Data from: Predators in the plant-soil feedback loop: aboveground plant-associated predators may alter the outcome of plant-soil interactions
Smith-Ramesh, Lauren M. (2019), Data from: Predators in the plant-soil feedback loop: aboveground plant-associated predators may alter the outcome of plant-soil interactions, Dryad, Dataset, https://doi.org/10.5061/dryad.g34gs
Plant-soil feedback (PSF) can structure plant communities, promoting coexistence (negative PSF) or monodominance (positive PSF). At higher trophic levels, predators can alter plant community structure by re-allocating resources within habitats.
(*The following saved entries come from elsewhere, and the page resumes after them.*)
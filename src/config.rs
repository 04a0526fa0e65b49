use anyhow::{Context, Result};
use serde::{Deserialize, Serialize};
use std::path::{Path, PathBuf};
use std::time::Duration;

const APP_DIR: &str = "aicc-digest";
/// Upper bound on the refresh period: one week.
const MAX_AUTO_REFRESH_MINUTES: u64 = 7 * 24 * 60;

pub const DEFAULT_ENDPOINT: &str = "https://aicharactercards.com/wp-json/aicc/v1/daily-summary/";
pub const DEFAULT_LATEST_URL: &str = "https://aicharactercards.com/recent-cards";
pub const DEFAULT_TRENDING_URL: &str = "https://aicharactercards.com/recent-cards#trending";
pub const DEFAULT_MODULE_KEY: &str = "aiCharacterCards";

#[derive(Debug, Clone, Default, Serialize, Deserialize)]
pub struct Config {
    #[serde(default)]
    pub feed: FeedConfig,
    #[serde(default)]
    pub storage: StorageConfig,
    #[serde(default)]
    pub logging: LoggingConfig,
    #[serde(default)]
    pub ui: UiConfig,
}

#[derive(Debug, Clone, Serialize, Deserialize)]
#[serde(default)]
pub struct FeedConfig {
    pub endpoint: String,
    pub timeout_secs: u64,
    pub user_agent: String,
    pub latest_url: String,
    pub trending_url: String,
}

impl Default for FeedConfig {
    fn default() -> Self {
        Self {
            endpoint: DEFAULT_ENDPOINT.to_string(),
            timeout_secs: 10,
            user_agent: format!("aicc-digest/{}", env!("CARGO_PKG_VERSION")),
            latest_url: DEFAULT_LATEST_URL.to_string(),
            trending_url: DEFAULT_TRENDING_URL.to_string(),
        }
    }
}

#[derive(Debug, Clone, Serialize, Deserialize)]
#[serde(default)]
pub struct StorageConfig {
    /// Where the module-keyed settings map lives. Defaults to the platform
    /// data directory.
    pub settings_path: Option<PathBuf>,
    pub module_key: String,
}

impl Default for StorageConfig {
    fn default() -> Self {
        Self {
            settings_path: None,
            module_key: DEFAULT_MODULE_KEY.to_string(),
        }
    }
}

#[derive(Debug, Clone, Serialize, Deserialize)]
#[serde(default)]
pub struct LoggingConfig {
    /// Filter used when `RUST_LOG` is unset.
    pub level: String,
    pub file: Option<PathBuf>,
}

impl Default for LoggingConfig {
    fn default() -> Self {
        Self {
            level: "info".to_string(),
            file: None,
        }
    }
}

#[derive(Debug, Clone, Serialize, Deserialize)]
#[serde(default)]
pub struct UiConfig {
    /// 0 disables periodic refresh; the summary is then fetched once at startup.
    pub auto_refresh_minutes: u64,
    pub button_reset_ms: u64,
}

impl Default for UiConfig {
    fn default() -> Self {
        Self {
            auto_refresh_minutes: 0,
            button_reset_ms: 1500,
        }
    }
}

impl UiConfig {
    /// Interval between periodic refreshes, or `None` when disabled. Values
    /// above one week are clamped to one week.
    pub fn auto_refresh_period(&self) -> Option<Duration> {
        if self.auto_refresh_minutes == 0 {
            return None;
        }
        let minutes = self.auto_refresh_minutes.min(MAX_AUTO_REFRESH_MINUTES);
        Some(Duration::from_secs(minutes * 60))
    }
}

impl Config {
    /// Load from `path`, or from the default location. A missing file yields
    /// the defaults.
    pub fn load(path: Option<&Path>) -> Result<Self> {
        let path = match path {
            Some(p) => p.to_path_buf(),
            None => match default_config_path() {
                Some(p) => p,
                None => return Ok(Self::default()),
            },
        };

        if !path.exists() {
            return Ok(Self::default());
        }

        let content = std::fs::read_to_string(&path)
            .with_context(|| format!("failed to read config file {}", path.display()))?;
        let config: Config = toml::from_str(&content)
            .with_context(|| format!("failed to parse config file {}", path.display()))?;
        Ok(config)
    }

    pub fn settings_path(&self) -> PathBuf {
        self.storage
            .settings_path
            .clone()
            .unwrap_or_else(|| data_dir().join("settings.json"))
    }

    pub fn log_path(&self) -> PathBuf {
        self.logging
            .file
            .clone()
            .unwrap_or_else(|| data_dir().join("aicc-digest.log"))
    }
}

pub fn default_config_path() -> Option<PathBuf> {
    dirs::config_dir().map(|p| p.join(APP_DIR).join("config.toml"))
}

fn data_dir() -> PathBuf {
    dirs::data_dir()
        .map(|p| p.join(APP_DIR))
        .unwrap_or_else(|| PathBuf::from("."))
}
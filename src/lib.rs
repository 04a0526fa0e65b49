pub mod config;
pub mod feeds;
pub mod logging;
pub mod settings;
pub mod sync;
pub mod ui;
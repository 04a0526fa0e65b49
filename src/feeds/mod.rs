pub mod daily_summary;

use async_trait::async_trait;
use serde::{Deserialize, Deserializer, Serialize};
use std::time::Duration;

/// Number of cards shown per section, in the drawer and in the popup.
pub const MAX_BANNER_CARDS: usize = 6;

#[derive(Debug, Clone, PartialEq, Eq, Serialize, Deserialize)]
pub struct CardRef {
    #[serde(default, deserialize_with = "null_as_default")]
    pub thumbnail: String,
    #[serde(default, deserialize_with = "null_as_default")]
    pub title: String,
}

/// One payload of the daily summary feed. Replaced wholesale on every
/// successful fetch, never merged.
#[derive(Debug, Clone, PartialEq, Eq, Serialize, Deserialize)]
pub struct FeedSnapshot {
    pub generated_at: String,
    #[serde(default, deserialize_with = "null_as_default")]
    pub summary: String,
    #[serde(default, deserialize_with = "null_as_default")]
    pub cards: Vec<CardRef>,
    #[serde(default)]
    pub trending_summary: Option<String>,
    #[serde(default)]
    pub trending_cards: Option<Vec<CardRef>>,
}

/// Treat an explicit `null` like an absent field.
fn null_as_default<'de, D, T>(deserializer: D) -> Result<T, D::Error>
where
    D: Deserializer<'de>,
    T: Default + Deserialize<'de>,
{
    Ok(Option::<T>::deserialize(deserializer)?.unwrap_or_default())
}

impl FeedSnapshot {
    /// `generated_at` is an opaque token: any difference counts as new data.
    pub fn differs_from(&self, previous: &FeedSnapshot) -> bool {
        self.generated_at != previous.generated_at
    }

    pub fn latest_cards(&self) -> &[CardRef] {
        let end = self.cards.len().min(MAX_BANNER_CARDS);
        &self.cards[..end]
    }

    /// The trending section, if the feed carried both a summary and at least
    /// one card for it.
    pub fn trending(&self) -> Option<TrendingSection<'_>> {
        let summary = self.trending_summary.as_deref().filter(|s| !s.is_empty())?;
        let cards = self.trending_cards.as_deref().filter(|c| !c.is_empty())?;
        let end = cards.len().min(MAX_BANNER_CARDS);
        Some(TrendingSection {
            summary,
            cards: &cards[..end],
        })
    }
}

#[derive(Debug, Clone, Copy, PartialEq, Eq)]
pub struct TrendingSection<'a> {
    pub summary: &'a str,
    pub cards: &'a [CardRef],
}

#[derive(Debug, thiserror::Error)]
pub enum FetchError {
    #[error("request failed: {0}")]
    Request(#[source] reqwest::Error),
    #[error("request timed out after {0:?}")]
    Timeout(Duration),
    #[error("unexpected status code: {0}")]
    HttpStatus(u16),
    #[error("malformed response body: {0}")]
    Decode(#[from] serde_json::Error),
    #[error("feed reported success=false")]
    Unsuccessful,
    #[error("feed response carried no data payload")]
    MissingData,
}

#[async_trait]
pub trait SummaryFetcher: Send + Sync {
    async fn fetch(&self) -> Result<FeedSnapshot, FetchError>;
}
impl App {
    pub fn new(config: Config, service: Arc<SummarySync>, events: UnboundedSender<UiEvent>) -> Self {
        let snapshot = service.display_snapshot();
        let settings = service.settings();
        Self {
            service,
            config,
            events,
            snapshot,
            settings,
            drawer_open: true,
            button: RefreshButton::Idle,
            notification: None,
            status: None,
            should_quit: false,
            syncs: Vec::new(),
        }
    }

    pub fn should_quit(&self) -> bool {
        self.should_quit
    }

    pub fn button(&self) -> RefreshButton {
        self.button
    }

    pub fn has_notification(&self) -> bool {
        self.notification.is_some()
    }

    /// Run a sync in the background; the outcome comes back as
    /// [`UiEvent::SyncFinished`].
    pub fn spawn_sync(&mut self, origin: SyncOrigin) {
        let service = self.service.clone();
        let events = self.events.clone();
        let force = origin == SyncOrigin::Force;
        self.syncs.retain(|handle| !handle.is_finished());
        self.syncs.push(tokio::spawn(async move {
            let outcome = service.sync(force).await;
            let _ = events.send(UiEvent::SyncFinished {
                origin,
                success: outcome.is_success(),
            });
        }));
    }

    /// Wait for every sync started so far, so a fetched snapshot is persisted
    /// before the process exits.
    pub async fn wait_for_syncs(&mut self) {
        // A sync blocked on an open popup would never finish otherwise.
        self.dismiss_notification();
        let pending: Vec<_> = self.syncs.drain(..).collect();
        if !pending.is_empty() {
            tracing::debug!(count = pending.len(), "waiting for running syncs");
        }
        for handle in pending {
            if let Err(e) = handle.await {
                tracing::error!(error = %e, "sync task failed");
            }
        }
    }

    /// Returns true when a redraw is needed.
    pub fn handle_event(&mut self, event: UiEvent) -> bool {
        match event {
            UiEvent::Input(Event::Key(key)) if key.kind == KeyEventKind::Press => {
                self.handle_key(key);
                true
            }
            UiEvent::Input(Event::Resize(_, _)) => true,
            UiEvent::Input(_) => false,
            UiEvent::Notify { snapshot, ack } => {
                self.notification = Some(PendingNotification {
                    snapshot,
                    ack: Some(ack),
                });
                true
            }
            UiEvent::Refresh => {
                self.snapshot = self.service.display_snapshot();
                self.settings = self.service.settings();
                true
            }
            UiEvent::SyncFinished { origin, success } => {
                match origin {
                    SyncOrigin::Button => self.button.finish(
                        success,
                        Instant::now(),
                        Duration::from_millis(self.config.ui.button_reset_ms),
                    ),
                    SyncOrigin::Force => {
                        self.status = Some(if success {
                            "Sync complete".to_string()
                        } else {
                            "Sync failed, showing cached data".to_string()
                        });
                    }
                    SyncOrigin::Startup | SyncOrigin::Timer => {}
                }
                true
            }
        }
    }

    pub fn tick(&mut self, now: Instant) -> bool {
        self.button.tick(now)
    }

    fn handle_key(&mut self, key: KeyEvent) {
        if key.modifiers.contains(KeyModifiers::CONTROL) && key.code == KeyCode::Char('c') {
            self.dismiss_notification();
            self.should_quit = true;
            return;
        }

        if self.notification.is_some() {
            match key.code {
                KeyCode::Enter | KeyCode::Esc | KeyCode::Char('g') => self.dismiss_notification(),
                KeyCode::Char('o') => self.open_link(true),
                KeyCode::Char('t') => self.open_link(false),
                _ => {}
            }
            return;
        }

        match key.code {
            KeyCode::Char('q') | KeyCode::Esc => self.should_quit = true,
            KeyCode::Char('r') => {
                if self.button.press() {
                    self.spawn_sync(SyncOrigin::Button);
                }
            }
            KeyCode::Char('f') => {
                self.status = Some("Forcing sync...".to_string());
                self.spawn_sync(SyncOrigin::Force);
            }
            KeyCode::Char('p') => self.toggle_popup_preference(),
            KeyCode::Enter | KeyCode::Char('d') => self.drawer_open = !self.drawer_open,
            KeyCode::Char('o') => self.open_link(true),
            KeyCode::Char('t') => self.open_link(false),
            _ => {}
        }
    }

    fn dismiss_notification(&mut self) {
        if let Some(mut pending) = self.notification.take() {
            if let Some(ack) = pending.ack.take() {
                let _ = ack.send(());
            }
        }
    }

    fn toggle_popup_preference(&mut self) {
        let enabled = !self.settings.show_new_cards_popup;
        match self.service.set_show_popup(enabled) {
            Ok(()) => self.status = None,
            Err(e) => {
                tracing::error!(error = %e, "failed to save popup preference");
                self.status = Some(format!("Could not save setting: {}", e));
            }
        }
        self.settings = self.service.settings();
    }

    fn open_link(&mut self, latest: bool) {
        let url = if latest {
            &self.config.feed.latest_url
        } else {
            &self.config.feed.trending_url
        };
        if let Err(e) = open::that(url) {
            tracing::warn!(url = %url, error = %e, "failed to open browser");
            self.status = Some(format!("Could not open {}", url));
        }
    }

    pub fn draw(&self, frame: &mut Frame) {
        let area = frame.area();
        let chunks = Layout::default()
            .direction(Direction::Vertical)
            .constraints([Constraint::Min(3), Constraint::Length(1)])
            .split(area);

        let drawer = SummaryDrawer {
            snapshot: self.snapshot.as_ref(),
            settings: &self.settings,
            button_label: self.button.label(),
            button_idle: self.button.is_idle(),
            expanded: self.drawer_open,
        };
        drawer.render(frame, chunks[0]);

        let footer = match &self.status {
            Some(status) => Line::from(Span::styled(
                status.as_str(),
                Style::default().fg(Color::Yellow),
            )),
            None => Line::from(Span::styled(
                "q quit | r refresh | f force sync | p popup | o/t open | Enter drawer",
                Style::default().fg(Color::DarkGray),
            )),
        };
        frame.render_widget(Paragraph::new(footer), chunks[1]);

        if let Some(pending) = &self.notification {
            NotificationPopup {
                snapshot: &pending.snapshot,
            }
            .render(frame, area);
        }
    }
}

#[cfg(test)]
mod tests {
    use super::*;
    use crate::feeds::{FetchError, SummaryFetcher};
    use crate::settings::{MemoryStore, SettingsHandle};
    use crate::sync::Renderer;
    use async_trait::async_trait;
    use tokio::sync::mpsc;

    struct OfflineFetcher;

    #[async_trait]
    impl SummaryFetcher for OfflineFetcher {
        async fn fetch(&self) -> Result<FeedSnapshot, FetchError> {
            Err(FetchError::HttpStatus(503))
        }
    }

    struct SlowFetcher;

    #[async_trait]
    impl SummaryFetcher for SlowFetcher {
        async fn fetch(&self) -> Result<FeedSnapshot, FetchError> {
            tokio::time::sleep(Duration::from_millis(50)).await;
            Ok(snapshot())
        }
    }

    struct NullRenderer;

    #[async_trait]
    impl Renderer for NullRenderer {
        async fn show_notification(&self, _snapshot: &FeedSnapshot) {}
        fn refresh_display(&self) {}
    }

    fn snapshot() -> FeedSnapshot {
        FeedSnapshot {
            generated_at: "2024-01-02".to_string(),
            summary: "S".to_string(),
            cards: Vec::new(),
            trending_summary: None,
            trending_cards: None,
        }
    }

    fn app() -> (App, mpsc::UnboundedReceiver<UiEvent>, MemoryStore) {
        app_with(Arc::new(OfflineFetcher))
    }

    fn app_with(
        fetcher: Arc<dyn SummaryFetcher>,
    ) -> (App, mpsc::UnboundedReceiver<UiEvent>, MemoryStore) {
        let store = MemoryStore::new();
        let handle = SettingsHandle::open(Box::new(store.clone()), "aiCharacterCards").unwrap();
        let service = Arc::new(SummarySync::new(fetcher, Arc::new(NullRenderer), handle));
        let (tx, rx) = mpsc::unbounded_channel();
        (App::new(Config::default(), service, tx), rx, store)
    }

    fn key(code: KeyCode) -> UiEvent {
        UiEvent::Input(Event::Key(KeyEvent::new(code, KeyModifiers::NONE)))
    }

    #[test]
    fn test_refresh_button_cycle() {
        let mut button = RefreshButton::Idle;
        assert_eq!(button.label(), "Refresh Now");
        assert!(button.press());
        assert_eq!(button.label(), "Refreshing...");
        assert!(!button.press());

        let now = Instant::now();
        let hold = Duration::from_millis(1500);
        button.finish(true, now, hold);
        assert_eq!(button.label(), "Refreshed!");
        assert!(!button.press());
        assert!(!button.tick(now + Duration::from_millis(1499)));
        assert!(button.tick(now + hold));
        assert!(button.is_idle());
    }

    #[test]
    fn test_refresh_button_failure_reverts_too() {
        let mut button = RefreshButton::Refreshing;
        let now = Instant::now();
        button.finish(false, now, Duration::from_millis(10));
        assert_eq!(button.label(), "Failed");
        assert!(button.tick(now + Duration::from_millis(10)));
        assert_eq!(button.label(), "Refresh Now");
    }

    #[tokio::test]
    async fn test_refresh_key_reports_failure_on_button() {
        let (mut app, mut rx, _) = app();
        app.handle_event(key(KeyCode::Char('r')));
        assert_eq!(app.button(), RefreshButton::Refreshing);

        // A second press while busy does not start another sync.
        app.handle_event(key(KeyCode::Char('r')));

        let finished = rx.recv().await.unwrap();
        assert!(matches!(
            finished,
            UiEvent::SyncFinished {
                origin: SyncOrigin::Button,
                success: false
            }
        ));
        app.handle_event(finished);
        assert_eq!(app.button().label(), "Failed");
        assert!(rx.try_recv().is_err());
    }

    #[tokio::test]
    async fn test_quit_waits_for_running_sync_to_persist() {
        let (mut app, rx, store) = app_with(Arc::new(SlowFetcher));
        let before = store.persist_count();
        app.handle_event(key(KeyCode::Char('r')));
        app.handle_event(key(KeyCode::Char('q')));
        assert!(app.should_quit());

        // The UI loop has gone away by the time we wait.
        drop(rx);
        app.wait_for_syncs().await;

        assert!(app.syncs.is_empty());
        assert_eq!(store.persist_count(), before + 1);
        let stored = app.service.settings();
        assert_eq!(
            stored.last_fetched_snapshot.map(|s| s.generated_at).as_deref(),
            Some("2024-01-02")
        );
        assert!(stored.last_fetched_date.is_some());
    }

    #[tokio::test]
    async fn test_finished_syncs_are_not_kept() {
        let (mut app, mut rx, _) = app();
        app.spawn_sync(SyncOrigin::Startup);
        assert!(rx.recv().await.is_some());
        while !app.syncs[0].is_finished() {
            tokio::task::yield_now().await;
        }

        app.spawn_sync(SyncOrigin::Timer);
        assert_eq!(app.syncs.len(), 1);
        app.wait_for_syncs().await;
        assert!(app.syncs.is_empty());
    }

    #[tokio::test]
    async fn test_wait_for_syncs_releases_open_popup() {
        let (mut app, _rx, _) = app();
        let (ack, done) = oneshot::channel();
        app.handle_event(UiEvent::Notify {
            snapshot: snapshot(),
            ack,
        });
        app.wait_for_syncs().await;
        assert!(!app.has_notification());
        assert!(done.await.is_ok());
    }

    #[tokio::test]
    async fn test_dismissing_popup_acknowledges() {
        let (mut app, _rx, _) = app();
        let (ack, done) = oneshot::channel();
        app.handle_event(UiEvent::Notify {
            snapshot: snapshot(),
            ack,
        });
        assert!(app.has_notification());

        // Quit is not available while the popup is open.
        app.handle_event(key(KeyCode::Char('q')));
        assert!(!app.should_quit());

        app.handle_event(key(KeyCode::Enter));
        assert!(!app.has_notification());
        assert!(done.await.is_ok());
    }

    #[test]
    fn test_toggle_popup_preference_persists() {
        let (mut app, _rx, store) = app();
        let before = store.persist_count();
        app.handle_event(key(KeyCode::Char('p')));
        assert!(app.settings.show_new_cards_popup);
        assert_eq!(store.persist_count(), before + 1);

        app.handle_event(key(KeyCode::Char('p')));
        assert!(!app.settings.show_new_cards_popup);
    }

    #[test]
    fn test_quit_and_drawer_keys() {
        let (mut app, _rx, _) = app();
        assert!(app.drawer_open);
        app.handle_event(key(KeyCode::Char('d')));
        assert!(!app.drawer_open);
        app.handle_event(key(KeyCode::Char('q')));
        assert!(app.should_quit());
    }
}
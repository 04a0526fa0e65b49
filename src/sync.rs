//! The fetch, compare, persist and notify cycle.
//!
//! The persisted settings are the single source of truth. The snapshot
//! cache only spares the renderer a decode on every draw and is written after
//! the store, never instead of it.

use crate::feeds::{FeedSnapshot, FetchError, SummaryFetcher};
use crate::settings::{PersistedSettings, SettingsHandle};
use anyhow::Result;
use async_trait::async_trait;
use chrono::Utc;
use parking_lot::{Mutex, RwLock};
use std::sync::Arc;

/// Presentation side of the sync cycle.
#[async_trait]
pub trait Renderer: Send + Sync {
    /// Show the new-cards notification. Resolves once the user has
    /// acknowledged it.
    async fn show_notification(&self, snapshot: &FeedSnapshot);

    /// Redraw anything currently showing the cached snapshot.
    fn refresh_display(&self);
}

pub trait SnapshotCache: Send + Sync {
    fn get(&self) -> Option<FeedSnapshot>;
    fn put(&self, snapshot: FeedSnapshot);
}

#[derive(Debug, Default)]
pub struct MemoryCache {
    slot: RwLock<Option<FeedSnapshot>>,
}

impl SnapshotCache for MemoryCache {
    fn get(&self) -> Option<FeedSnapshot> {
        self.slot.read().clone()
    }

    fn put(&self, snapshot: FeedSnapshot) {
        *self.slot.write() = Some(snapshot);
    }
}

#[derive(Debug)]
pub enum SyncOutcome {
    Updated { notified: bool },
    Failed(FetchError),
}

impl SyncOutcome {
    pub fn is_success(&self) -> bool {
        matches!(self, SyncOutcome::Updated { .. })
    }
}

/// Whether a freshly fetched snapshot warrants a popup.
///
/// A forced sync skips the `generated_at` comparison, so it notifies even
/// when nothing was cached before. The popup preference gates everything.
pub fn should_notify(
    show_popup: bool,
    previous: Option<&FeedSnapshot>,
    next: &FeedSnapshot,
    force: bool,
) -> bool {
    show_popup && (previous.is_some_and(|prev| next.differs_from(prev)) || force)
}

pub struct SummarySync {
    fetcher: Arc<dyn SummaryFetcher>,
    renderer: Arc<dyn Renderer>,
    settings: Mutex<SettingsHandle>,
    cache: Arc<dyn SnapshotCache>,
    in_flight: tokio::sync::Mutex<()>,
}

impl SummarySync {
    pub fn new(
        fetcher: Arc<dyn SummaryFetcher>,
        renderer: Arc<dyn Renderer>,
        settings: SettingsHandle,
    ) -> Self {
        Self {
            fetcher,
            renderer,
            settings: Mutex::new(settings),
            cache: Arc::new(MemoryCache::default()),
            in_flight: tokio::sync::Mutex::new(()),
        }
    }

    pub fn with_cache(mut self, cache: Arc<dyn SnapshotCache>) -> Self {
        self.cache = cache;
        self
    }

    /// Fetch the feed and, on success, notify (if warranted), persist and
    /// refresh the display.
    ///
    /// Never fails: a fetch error is logged and handed back in the outcome
    /// with all state left as it was. Overlapping calls run one at a time.
    pub async fn sync(&self, force_notify: bool) -> SyncOutcome {
        let _guard = self.in_flight.lock().await;

        let snapshot = match self.fetcher.fetch().await {
            Ok(snapshot) => snapshot,
            Err(err) => {
                tracing::warn!(error = %err, "failed to fetch daily summary");
                return SyncOutcome::Failed(err);
            }
        };

        let current = self.settings.lock().load();
        let notified = should_notify(
            current.show_new_cards_popup,
            current.last_fetched_snapshot.as_ref(),
            &snapshot,
            force_notify,
        );
        tracing::info!(
            previous = current
                .last_fetched_snapshot
                .as_ref()
                .map(|s| s.generated_at.as_str())
                .unwrap_or("none"),
            next = %snapshot.generated_at,
            force_notify,
            notified,
            "daily summary fetched"
        );

        if notified {
            self.renderer.show_notification(&snapshot).await;
        }

        let stored = snapshot.clone();
        let result = self.settings.lock().update(move |s| {
            s.last_fetched_snapshot = Some(stored);
            s.last_fetched_date = Some(Utc::now());
        });
        if let Err(e) = result {
            tracing::error!(error = %e, "failed to persist fetched summary");
        }
        self.cache.put(snapshot);

        self.renderer.refresh_display();
        SyncOutcome::Updated { notified }
    }

    /// The snapshot to draw, hydrating the cache from the store on first use.
    pub fn display_snapshot(&self) -> Option<FeedSnapshot> {
        if let Some(snapshot) = self.cache.get() {
            return Some(snapshot);
        }
        let snapshot = self.settings.lock().load().last_fetched_snapshot?;
        self.cache.put(snapshot.clone());
        Some(snapshot)
    }

    pub fn settings(&self) -> PersistedSettings {
        self.settings.lock().load()
    }

    pub fn set_show_popup(&self, enabled: bool) -> Result<()> {
        self.settings
            .lock()
            .update(|s| s.show_new_cards_popup = enabled)?;
        tracing::info!(enabled, "popup preference changed");
        Ok(())
    }
}
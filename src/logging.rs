use crate::config::Config;
use anyhow::{Context, Result};
use tracing_appender::non_blocking::WorkerGuard;
use tracing_subscriber::{layer::SubscriberExt, util::SubscriberInitExt, EnvFilter};

/// Install file logging. The terminal belongs to the UI, so nothing is
/// written to stdout or stderr. Keep the guard alive until exit so buffered
/// lines are flushed.
pub fn init(config: &Config) -> Result<WorkerGuard> {
    let path = config.log_path();
    let dir = path
        .parent()
        .filter(|p| !p.as_os_str().is_empty())
        .map(|p| p.to_path_buf())
        .unwrap_or_else(|| ".".into());
    let file_name = path
        .file_name()
        .map(|n| n.to_os_string())
        .unwrap_or_else(|| "aicc-digest.log".into());

    std::fs::create_dir_all(&dir)
        .with_context(|| format!("failed to create log directory {}", dir.display()))?;

    let file_appender = tracing_appender::rolling::never(&dir, file_name);
    let (non_blocking, guard) = tracing_appender::non_blocking(file_appender);

    let filter = EnvFilter::try_from_default_env()
        .or_else(|_| EnvFilter::try_new(&config.logging.level))
        .unwrap_or_else(|_| EnvFilter::new("info"));

    tracing_subscriber::registry()
        .with(filter)
        .with(
            tracing_subscriber::fmt::layer()
                .with_writer(non_blocking)
                .with_ansi(false),
        )
        .try_init()
        .context("failed to install tracing subscriber")?;

    Ok(guard)
}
When predator and plant species are spatially associated, predators may alter the outcome of PSF. Here, I explore the influence of plant-associated predators on PSF using a generalized cellular automaton model that tracks nutrients, plants, herbivores, and predators. I explore key contingencies in plant-predator associations such as whether predators associate with live vs. senesced vegetation. Results indicate that plant-associated predators shift PSF to favor the host plant when predators colonize live vegetation, but the outcome of PSF will depend upon plant dispersal distance when predators colonize dead vegetation. I apply the model to two spider-associated invasive plants, finding that spider predators should shift PSF dynamics in a way that inhibits invasion by one forest invader, but exacerbates invasion by another.